# ETL Class Example Notebook

This notebook demonstrates the three main steps of the ETL pipeline: **Extract**, **Transform**, and **Load**. It mirrors the structure of `etl_notebook.ipynb` but provides a concise class‑based example for quick reference.


## Extract

Set up the project root on `sys.path` so that package imports work from any working directory. Import the extraction utilities required for this example.


In [1]:
import os
import sys
# Find the project root (directory containing 'pixi.toml')
path = os.getcwd()
project_root = None
while path != os.path.dirname(path):
    if 'pixi.toml' in os.listdir(path):
        project_root = path
        break
    path = os.path.dirname(path)

if project_root is None:
    raise FileNotFoundError('Could not locate project root')
# Ensure the root is on the Python path
if project_root not in sys.path:
    sys.path.insert(0, project_root)

# Example extraction – import a sample extractor (adjust as needed)
from src.ca_biositing.pipeline.ca_biositing.pipeline.etl.extract import proximate
raw_df = proximate.extract(project_root=project_root)
raw_df.head()

Unnamed: 0,Prox_UUID_031,Record_ID,Source_codename,Prepared_sample,Resource,Preparation_method,Storage_cond,Exper_abbrev,Repl_no,Repl_ID,Parameter,Value,Unit,Created_at,Updated_at,QC_result,Upload_status,Note,Analysis_type,Analyst_email
0,D7965110-407F-E356-D41D-B3B9A2B7B7,(73)B7B7,Oakleaf,Oak-TmPm01A(73),Tomato pomace,As Is,4C,Prox01xk,1,Prox01xk(73)1,Moisture,61.85,% total weight,2024-10-02 10:31:01,,Pass,not ready,,Proximate analysis,xkang2@lbl.gov
1,C8FEA984-2E9A-8DEF-55FB-1A9D7D9BA8,(73)9BA8,Oakleaf,Oak-TmPm01A(73),Tomato pomace,As Is,4C,Prox01xk,2,Prox01xk(73)2,Moisture,63.21,% total weight,2024-10-02 10:31:31,,Pass,ready,,Proximate analysis,xkang2@lbl.gov
2,DF304D5D-3A85-4881-7142-6D4E5F957D,(73)957D,Oakleaf,Oak-TmPm01A(73),Tomato pomace,As Is,4C,Prox01xk,3,Prox01xk(73)3,Moisture,63.27,% total weight,2024-10-02 10:32:01,,Pass,imported,,Proximate analysis,xkang2@lbl.gov
3,01C6C5BE-CEA6-54AF-3924-B0BAD69335,(73)9335,Oakleaf,Oak-TmPm01A(73),Tomato pomace,As Is,4C,Prox01xk,1,Prox01xk(73)1,Ash,0.69,% total weight,2024-10-03 10:31:01,,Pass,import failed,,Proximate analysis,xkang2@lbl.gov
4,126745C7-DD41-2F6D-0DC5-28DBCA415F,(73)415F,Oakleaf,Oak-TmPm01A(73),Tomato pomace,As Is,4C,Prox01xk,2,Prox01xk(73)2,Ash,0.89,% total weight,2024-10-03 10:31:31,,Pass,,,Proximate analysis,xkang2@lbl.gov


## Transform

Apply cleaning, coercion, and normalization utilities from the `cleaning_functions` package.

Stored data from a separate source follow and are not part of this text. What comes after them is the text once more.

//! Registry of live chat connections and the identity each represents.

use std::collections::HashMap;
use std::sync::atomic::{AtomicU64, Ordering};

use parking_lot::Mutex;
use tokio::sync::mpsc;

use crate::models::message::ChatMessage;

pub type ConnId = u64;

struct RegisteredConnection {
    user_id: String,
    /// Feeds the connection's writer task. The registry holds a handle to
    /// the transport, never the transport itself — the session handler owns
    /// the socket's lifetime.
    tx: mpsc::UnboundedSender<String>,
}

/// Shared map of open connections, guarded by a single lock.
///
/// A user may hold several entries at once (multi-device); presence is
/// "at least one entry". The lock is only ever held for map operations —
/// frame pushes go through non-blocking channels, and socket I/O happens
/// in each connection's own task.
pub struct ConnectionRegistry {
    next_id: AtomicU64,
    inner: Mutex<HashMap<ConnId, RegisteredConnection>>,
}

impl ConnectionRegistry {
    pub fn new() -> Self {
        Self {
            next_id: AtomicU64::new(1),
            inner: Mutex::new(HashMap::new()),
        }
    }

    /// Add a connection for the user. Returns the id used to unregister it.
    pub fn register(&self, user_id: &str, tx: mpsc::UnboundedSender<String>) -> ConnId {
        let conn_id = self.next_id.fetch_add(1, Ordering::Relaxed);
        self.inner.lock().insert(
            conn_id,
            RegisteredConnection {
                user_id: user_id.to_string(),
                tx,
            },
        );
        conn_id
    }

    /// Remove a connection. Safe to call more than once.
    pub fn unregister(&self, conn_id: ConnId) {
        self.inner.lock().remove(&conn_id);
    }

    /// True iff at least one entry is registered for the user.
    pub fn is_online(&self, user_id: &str) -> bool {
        self.inner.lock().values().any(|c| c.user_id == user_id)
    }

    /// Number of open entries for the user.
    pub fn connection_count(&self, user_id: &str) -> usize {
        self.inner
            .lock()
            .values()
            .filter(|c| c.user_id == user_id)
            .count()
    }

    /// Deliver a persisted message to every entry belonging to either
    /// participant — the sender gets its own echo. Entries whose writer is
    /// gone are removed on the spot and never retried. Returns the number
    /// of entries the frame was handed to.
    pub fn fan_out(&self, message: &ChatMessage) -> usize {
        let frame = match serde_json::to_string(message) {
            Ok(frame) => frame,
            Err(e) => {
                tracing::error!(?e, message_id = %message.id, "failed to encode chat frame");
                return 0;
            }
        };

        let mut connections = self.inner.lock();
        let mut dead = Vec::new();
        let mut delivered = 0;

        for (&conn_id, conn) in connections.iter() {
            if conn.user_id == message.sender_id || conn.user_id == message.receiver_id {
                if conn.tx.send(frame.clone()).is_ok() {
                    delivered += 1;
                } else {
                    dead.push(conn_id);
                }
            }
        }

        for conn_id in dead {
            let removed = connections.remove(&conn_id);
            if let Some(conn) = removed {
                tracing::debug!(conn_id, user_id = %conn.user_id, "dropped dead chat connection");
            }
        }

        delivered
    }
}

impl Default for ConnectionRegistry {
    fn default() -> Self {
        Self::new()
    }
}
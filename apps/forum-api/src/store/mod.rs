//! Persistence traits for the messaging subsystem.
//!
//! Backed by Postgres in production and an in-memory backend in tests,
//! following the same trait-object pattern as the rest of the state in
//! `AppState`.

pub mod memory;
pub mod pg;

use async_trait::async_trait;

use crate::error::{ApiError, FieldError};
use crate::models::message::{ChatMessage, HistoryEntry};
use crate::models::user::{NewUser, User};

/// Maximum accepted message length, in bytes.
pub const MAX_CONTENT_LEN: usize = 4000;

/// Upper bound on a single history page.
pub const MAX_HISTORY_LIMIT: i64 = 100;

/// Canonical key for the unordered pair of participants.
///
/// Both directions of a conversation map to the same key, so per-pair
/// sequence numbers and history queries share one scope.
pub fn conversation_key(user_a: &str, user_b: &str) -> String {
    if user_a <= user_b {
        format!("{user_a}:{user_b}")
    } else {
        format!("{user_b}:{user_a}")
    }
}

/// Validate and normalize message content before it is persisted.
pub(crate) fn validate_content(content: &str) -> Result<&str, ApiError> {
    let content = content.trim();
    if content.is_empty() {
        return Err(ApiError::validation(vec![FieldError {
            field: "content".to_string(),
            message: "Message content is required".to_string(),
        }]));
    }
    if content.len() > MAX_CONTENT_LEN {
        return Err(ApiError::validation(vec![FieldError {
            field: "content".to_string(),
            message: format!("Message content must be {MAX_CONTENT_LEN} characters or fewer"),
        }]));
    }
    Ok(content)
}

/// Durable, append-only store of direct messages with per-conversation
/// sequence numbers.
#[async_trait]
pub trait MessageStore: Send + Sync {
    /// Persist a new message. Assigns the identifier, timestamp, and the
    /// next sequence number for the pair as one atomic unit — two writers
    /// targeting the same conversation must never observe the same counter
    /// value.
    async fn append(
        &self,
        sender_id: &str,
        receiver_id: &str,
        content: &str,
    ) -> Result<ChatMessage, ApiError>;

    /// Messages exchanged between the pair, oldest first, windowed from the
    /// most-recent end: `offset = 0` is the latest `limit` messages,
    /// `offset = N` the `limit` messages immediately preceding those.
    /// Out-of-range windows yield an empty vec, never an error.
    async fn history(
        &self,
        user_a: &str,
        user_b: &str,
        limit: i64,
        offset: i64,
    ) -> Result<Vec<HistoryEntry>, ApiError>;

    /// Total number of messages exchanged between the pair.
    async fn count(&self, user_a: &str, user_b: &str) -> Result<i64, ApiError>;

    /// The most recent message between the pair, if any.
    async fn last_message(
        &self,
        user_a: &str,
        user_b: &str,
    ) -> Result<Option<ChatMessage>, ApiError>;
}

/// User-identity collaborator: the messaging layer's view of the forum's
/// user table.
#[async_trait]
pub trait UserDirectory: Send + Sync {
    /// Insert a new user. Fails with a conflict error when the nickname or
    /// email is already taken.
    async fn create(&self, new_user: NewUser) -> Result<User, ApiError>;

    /// Look a user up by nickname or email.
    async fn find_by_identifier(&self, identifier: &str) -> Result<Option<User>, ApiError>;

    async fn get(&self, user_id: &str) -> Result<Option<User>, ApiError>;

    /// All users except the given one, ordered by nickname.
    async fn list_except(&self, user_id: &str) -> Result<Vec<User>, ApiError>;
}
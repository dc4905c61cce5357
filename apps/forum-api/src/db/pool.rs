use diesel_async::pooled_connection::deadpool::Pool;
use diesel_async::pooled_connection::AsyncDieselConnectionManager;
use diesel_async::AsyncPgConnection;

pub type DbPool = Pool<AsyncPgConnection>;

/// Build the async Postgres pool the message store and user directory run
/// on. Capacity comes from configuration so deployments can size it to
/// their connection budget.
pub async fn connect(database_url: &str, max_size: usize) -> DbPool {
    let manager = AsyncDieselConnectionManager::<AsyncPgConnection>::new(database_url);
    let pool = Pool::builder(manager)
        .max_size(max_size)
        .build()
        .expect("failed to build connection pool");

    tracing::info!(max_size, "database pool created");

    pool
}
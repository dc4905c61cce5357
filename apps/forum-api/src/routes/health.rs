use axum::routing::get;
use axum::{Json, Router};
use serde::Serialize;
use utoipa::ToSchema;

use crate::AppState;

pub fn router() -> Router<AppState> {
    Router::new().route("/health", get(health))
}

#[derive(Debug, Serialize, ToSchema)]
pub struct HealthResponse {
    pub status: &'static str,
}

#[utoipa::path(
    get,
    path = "/health",
    tag = "Health",
    responses((status = 200, description = "Service is running", body = HealthResponse)),
)]
pub async fn health() -> Json<HealthResponse> {
    Json(HealthResponse { status: "ok" })
}
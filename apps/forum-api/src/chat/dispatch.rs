//! Broadcast dispatcher: a single consumer draining the queue of newly
//! persisted messages and fanning each one out to the connection registry.
//!
//! Producers (the per-connection read loops) only ever push onto an
//! unbounded channel, so persistence is never blocked by a slow consumer;
//! fan-out stays best-effort on the consumer side.

use std::sync::Arc;

use tokio::sync::mpsc;

use crate::models::message::ChatMessage;

use super::registry::ConnectionRegistry;

/// Cloneable producer handle. Stored in `AppState`; every chat session
/// pushes its persisted messages through this.
#[derive(Clone)]
pub struct ChatDispatcher {
    tx: mpsc::UnboundedSender<ChatMessage>,
}

impl ChatDispatcher {
    /// Create the dispatcher handle and the receiver for the consumer loop.
    pub fn channel() -> (Self, mpsc::UnboundedReceiver<ChatMessage>) {
        let (tx, rx) = mpsc::unbounded_channel();
        (Self { tx }, rx)
    }

    /// Enqueue a persisted message for fan-out. Never blocks.
    pub fn dispatch(&self, message: ChatMessage) {
        if self.tx.send(message).is_err() {
            // Only possible if the consumer task is gone, i.e. shutdown.
            tracing::warn!("chat dispatcher is not running; dropping message");
        }
    }
}

/// The single consumer loop. Spawned once at startup; messages are fanned
/// out strictly in the order they were enqueued.
pub async fn run(mut rx: mpsc::UnboundedReceiver<ChatMessage>, registry: Arc<ConnectionRegistry>) {
    while let Some(message) = rx.recv().await {
        let delivered = registry.fan_out(&message);
        tracing::debug!(
            message_id = %message.id,
            sender_id = %message.sender_id,
            receiver_id = %message.receiver_id,
            delivered,
            "message fanned out"
        );
    }
    tracing::debug!("chat dispatcher stopped");
}
//! In-memory backend implementing both store traits. Used by the test
//! suite; the sequence-number and pagination semantics here are the
//! reference behavior the Postgres backend must match.

use async_trait::async_trait;
use chrono::Utc;
use parking_lot::Mutex;

use forum_common::id::{prefix, prefixed_ulid};

use crate::error::ApiError;
use crate::models::message::{ChatMessage, HistoryEntry};
use crate::models::user::{NewUser, User};

use super::{
    conversation_key, validate_content, MessageStore, UserDirectory, MAX_HISTORY_LIMIT,
};

pub struct MemoryBackend {
    users: Mutex<Vec<User>>,
    // Insertion order doubles as per-pair sequence order.
    messages: Mutex<Vec<ChatMessage>>,
}

impl MemoryBackend {
    pub fn new() -> Self {
        Self {
            users: Mutex::new(Vec::new()),
            messages: Mutex::new(Vec::new()),
        }
    }
}

impl Default for MemoryBackend {
    fn default() -> Self {
        Self::new()
    }
}

#[async_trait]
impl MessageStore for MemoryBackend {
    async fn append(
        &self,
        sender_id: &str,
        receiver_id: &str,
        content: &str,
    ) -> Result<ChatMessage, ApiError> {
        let content = validate_content(content)?;
        let key = conversation_key(sender_id, receiver_id);

        // Lock held across max-scan and push: the sequence computation and
        // the insert are one critical section.
        let mut messages = self.messages.lock();
        let next_seq = messages
            .iter()
            .filter(|m| conversation_key(&m.sender_id, &m.receiver_id) == key)
            .map(|m| m.sequence)
            .max()
            .unwrap_or(0)
            + 1;

        let message = ChatMessage {
            id: prefixed_ulid(prefix::MESSAGE),
            sender_id: sender_id.to_string(),
            receiver_id: receiver_id.to_string(),
            content: content.to_string(),
            created_at: Utc::now(),
            sequence: next_seq,
        };
        messages.push(message.clone());

        Ok(message)
    }

    async fn history(
        &self,
        user_a: &str,
        user_b: &str,
        limit: i64,
        offset: i64,
    ) -> Result<Vec<HistoryEntry>, ApiError> {
        let key = conversation_key(user_a, user_b);
        let limit = limit.clamp(0, MAX_HISTORY_LIMIT) as usize;
        let offset = offset.max(0) as usize;

        let messages = self.messages.lock();
        let conversation: Vec<&ChatMessage> = messages
            .iter()
            .filter(|m| conversation_key(&m.sender_id, &m.receiver_id) == key)
            .collect();

        // Window [start, end) against the full ascending history, counted
        // back from the most-recent end and clamped into range.
        let end = conversation.len().saturating_sub(offset);
        let start = end.saturating_sub(limit);

        let users = self.users.lock();
        let entries = conversation[start..end]
            .iter()
            .map(|m| HistoryEntry {
                message: (*m).clone(),
                sender_name: users
                    .iter()
                    .find(|u| u.id == m.sender_id)
                    .map(|u| u.nickname.clone())
                    .unwrap_or_else(|| m.sender_id.clone()),
            })
            .collect();

        Ok(entries)
    }

    async fn count(&self, user_a: &str, user_b: &str) -> Result<i64, ApiError> {
        let key = conversation_key(user_a, user_b);
        let count = self
            .messages
            .lock()
            .iter()
            .filter(|m| conversation_key(&m.sender_id, &m.receiver_id) == key)
            .count();
        Ok(count as i64)
    }

    async fn last_message(
        &self,
        user_a: &str,
        user_b: &str,
    ) -> Result<Option<ChatMessage>, ApiError> {
        let key = conversation_key(user_a, user_b);
        Ok(self
            .messages
            .lock()
            .iter()
            .filter(|m| conversation_key(&m.sender_id, &m.receiver_id) == key)
            .next_back()
            .cloned())
    }
}

#[async_trait]
impl UserDirectory for MemoryBackend {
    async fn create(&self, new_user: NewUser) -> Result<User, ApiError> {
        let mut users = self.users.lock();
        if users.iter().any(|u| u.nickname == new_user.nickname) {
            return Err(ApiError::conflict("Nickname is already taken"));
        }
        if users.iter().any(|u| u.email == new_user.email) {
            return Err(ApiError::conflict("Email is already registered"));
        }

        let user = User {
            id: new_user.id,
            nickname: new_user.nickname,
            email: new_user.email,
            password_hash: new_user.password_hash,
            first_name: new_user.first_name,
            last_name: new_user.last_name,
            age: new_user.age,
            gender: new_user.gender,
            created_at: Utc::now(),
        };
        users.push(user.clone());
        Ok(user)
    }

    async fn find_by_identifier(&self, identifier: &str) -> Result<Option<User>, ApiError> {
        Ok(self
            .users
            .lock()
            .iter()
            .find(|u| u.nickname == identifier || u.email == identifier)
            .cloned())
    }

    async fn get(&self, user_id: &str) -> Result<Option<User>, ApiError> {
        Ok(self.users.lock().iter().find(|u| u.id == user_id).cloned())
    }

    async fn list_except(&self, user_id: &str) -> Result<Vec<User>, ApiError> {
        let mut users: Vec<User> = self
            .users
            .lock()
            .iter()
            .filter(|u| u.id != user_id)
            .cloned()
            .collect();
        users.sort_by(|a, b| a.nickname.cmp(&b.nickname));
        Ok(users)
    }
}

#[cfg(test)]
mod tests {
    use super::*;

    fn test_user(id: &str, nickname: &str) -> NewUser {
        NewUser {
            id: id.to_string(),
            nickname: nickname.to_string(),
            email: format!("{nickname}@example.com"),
            password_hash: "x".to_string(),
            first_name: None,
            last_name: None,
            age: None,
            gender: None,
        }
    }

    #[tokio::test]
    async fn append_assigns_gapless_sequences() {
        let store = MemoryBackend::new();

        let m1 = store.append("usr_a", "usr_b", "one").await.unwrap();
        let m2 = store.append("usr_b", "usr_a", "two").await.unwrap();
        let m3 = store.append("usr_a", "usr_b", "three").await.unwrap();

        assert_eq!(m1.sequence, 1);
        assert_eq!(m2.sequence, 2);
        assert_eq!(m3.sequence, 3);
        assert!(m1.id.starts_with("msg_"));
    }

    #[tokio::test]
    async fn sequences_are_scoped_per_pair() {
        let store = MemoryBackend::new();

        store.append("usr_a", "usr_b", "ab").await.unwrap();
        store.append("usr_a", "usr_b", "ab2").await.unwrap();
        let ac = store.append("usr_a", "usr_c", "ac").await.unwrap();

        // A different pair starts its own counter at 1.
        assert_eq!(ac.sequence, 1);
        assert_eq!(store.count("usr_a", "usr_b").await.unwrap(), 2);
        assert_eq!(store.count("usr_a", "usr_c").await.unwrap(), 1);
    }

    #[tokio::test(flavor = "multi_thread", worker_threads = 4)]
    async fn concurrent_appends_never_duplicate_sequences() {
        use std::sync::Arc;

        let store = Arc::new(MemoryBackend::new());

        let mut handles = Vec::new();
        for i in 0..20 {
            let store = store.clone();
            handles.push(tokio::spawn(async move {
                store
                    .append("usr_a", "usr_b", &format!("m{i}"))
                    .await
                    .unwrap()
                    .sequence
            }));
        }

        let mut sequences = Vec::new();
        for handle in handles {
            sequences.push(handle.await.unwrap());
        }
        sequences.sort_unstable();

        // Twenty writers racing on one conversation still yield exactly
        // 1..=20, with no duplicates and no gaps.
        let expected: Vec<i64> = (1..=20).collect();
        assert_eq!(sequences, expected);
    }

    #[tokio::test]
    async fn append_rejects_empty_content() {
        let store = MemoryBackend::new();
        assert!(store.append("usr_a", "usr_b", "   ").await.is_err());
        assert_eq!(store.count("usr_a", "usr_b").await.unwrap(), 0);
    }

    #[tokio::test]
    async fn history_is_oldest_first_and_joins_nicknames() {
        let store = MemoryBackend::new();
        store.create(test_user("usr_a", "alice")).await.unwrap();
        store.create(test_user("usr_b", "bob")).await.unwrap();

        store.append("usr_a", "usr_b", "hi").await.unwrap();
        store.append("usr_b", "usr_a", "hello").await.unwrap();

        let history = store.history("usr_a", "usr_b", 10, 0).await.unwrap();
        assert_eq!(history.len(), 2);
        assert_eq!(history[0].message.content, "hi");
        assert_eq!(history[0].sender_name, "alice");
        assert_eq!(history[1].message.content, "hello");
        assert_eq!(history[1].sender_name, "bob");
    }

    #[tokio::test]
    async fn history_pages_backwards_from_most_recent() {
        let store = MemoryBackend::new();
        for i in 1..=5 {
            store
                .append("usr_a", "usr_b", &format!("m{i}"))
                .await
                .unwrap();
        }

        // offset=0: the two most recent, oldest first.
        let page = store.history("usr_a", "usr_b", 2, 0).await.unwrap();
        let contents: Vec<&str> = page.iter().map(|e| e.message.content.as_str()).collect();
        assert_eq!(contents, vec!["m4", "m5"]);

        // offset=2: the two immediately preceding.
        let page = store.history("usr_a", "usr_b", 2, 2).await.unwrap();
        let contents: Vec<&str> = page.iter().map(|e| e.message.content.as_str()).collect();
        assert_eq!(contents, vec!["m2", "m3"]);

        // Window partially off the old end gets clamped.
        let page = store.history("usr_a", "usr_b", 2, 4).await.unwrap();
        let contents: Vec<&str> = page.iter().map(|e| e.message.content.as_str()).collect();
        assert_eq!(contents, vec!["m1"]);

        // Fully out of range: empty, not an error.
        let page = store.history("usr_a", "usr_b", 2, 10).await.unwrap();
        assert!(page.is_empty());
    }

    #[tokio::test]
    async fn history_empty_conversation_returns_empty() {
        let store = MemoryBackend::new();
        let page = store.history("usr_a", "usr_b", 5, 0).await.unwrap();
        assert!(page.is_empty());
    }

    #[tokio::test]
    async fn last_message_returns_most_recent() {
        let store = MemoryBackend::new();
        assert!(store.last_message("usr_a", "usr_b").await.unwrap().is_none());

        store.append("usr_a", "usr_b", "first").await.unwrap();
        store.append("usr_b", "usr_a", "second").await.unwrap();

        let last = store.last_message("usr_a", "usr_b").await.unwrap().unwrap();
        assert_eq!(last.content, "second");
        assert_eq!(last.sequence, 2);
    }

    #[tokio::test]
    async fn duplicate_nickname_conflicts() {
        let store = MemoryBackend::new();
        store.create(test_user("usr_a", "alice")).await.unwrap();
        let err = store.create(test_user("usr_b", "alice")).await.unwrap_err();
        assert_eq!(err.code, "CONFLICT");
    }

    #[tokio::test]
    async fn list_except_orders_by_nickname() {
        let store = MemoryBackend::new();
        store.create(test_user("usr_c", "carol")).await.unwrap();
        store.create(test_user("usr_a", "alice")).await.unwrap();
        store.create(test_user("usr_b", "bob")).await.unwrap();

        let users = store.list_except("usr_a").await.unwrap();
        let nicknames: Vec<&str> = users.iter().map(|u| u.nickname.as_str()).collect();
        assert_eq!(nicknames, vec!["bob", "carol"]);
    }
}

Each utility is demonstrated in its own cell for clarity.


In [None]:
# Cleaning utilities
from src.ca_biositing.pipeline.ca_biositing.pipeline.utils.cleaning_functions import cleaning as cleaning_mod
# Apply the standard cleaning pipeline to the extracted dataframe
cleaned_df = cleaning_mod.standard_clean(raw_df)
cleaned_df.head()

In [None]:
# Coercion utilities
from src.ca_biositing.pipeline.ca_biositing.pipeline.utils.cleaning_functions import coercion as coercion_mod
# Example: coerce integer and float columns
coerced_df = coercion_mod.coerce_columns(cleaned_df, 
                                         int_cols=['repl_no'], 
                                         float_cols=['value'],
                                         datetime_cols=['created_at', 'updated_at'])
coerced_df.head()

In [None]:
# Normalization (name → id) utilities
from src.ca_biositing.pipeline.ca_biositing.pipeline.utils.name_id_swap import normalize_dataframes

# Import reference models
from src.ca_biositing.datamodels.ca_biositing.datamodels.schemas.generated.ca_biositing import *
# Define columns to normalize – map column name to (Model, attribute)
normalize_columns = {
    'resource': (Resource, 'name'),
    'prepared_sample': (PreparedSample, 'name'),
    'preparation_method': (PreparationMethod, 'name'),
    'parameter': (Parameter, 'name'),
    'unit': (Unit, 'name'),
    'sample_unit': (Unit, 'name'),
    'analyst_email': (Contact, 'email'),
    'analysis_type': (AnalysisType, 'name'),
    'primary_ag_product': (PrimaryAgProduct, 'name'),
    'provider_code': (Provider, 'codename')
    # Add additional mappings as required
}

# Normalize the dataframe
normalized_df = normalize_dataframes(coerced_df, normalize_columns)
normalized_df.head()


## Load

Load the transformed dataframes into the database. The example below re‑uses the load logic from `etl/load/products/primary_ag_product.py` and extends it to handle a list of tables.


In [None]:
from src.ca_biositing.pipeline.ca_biositing.pipeline.etl.load.products.primary_ag_product import load_primary_ag_product
from sqlmodel import Session
from src.ca_biositing.datamodels.ca_biositing.datamodels.database import get_engine

engine = get_engine()
# Example: list of (dataframe, load_function) pairs
load_tasks = [
    (norm_df, load_primary_ag_product),
    # Add additional (df, load_fn) tuples for other tables
]
with Session(engine) as session:
    for df, load_fn in load_tasks:
        if df is not None and not df.empty:
            load_fn(df=df, db=session)
    session.commit()
print('Load step completed')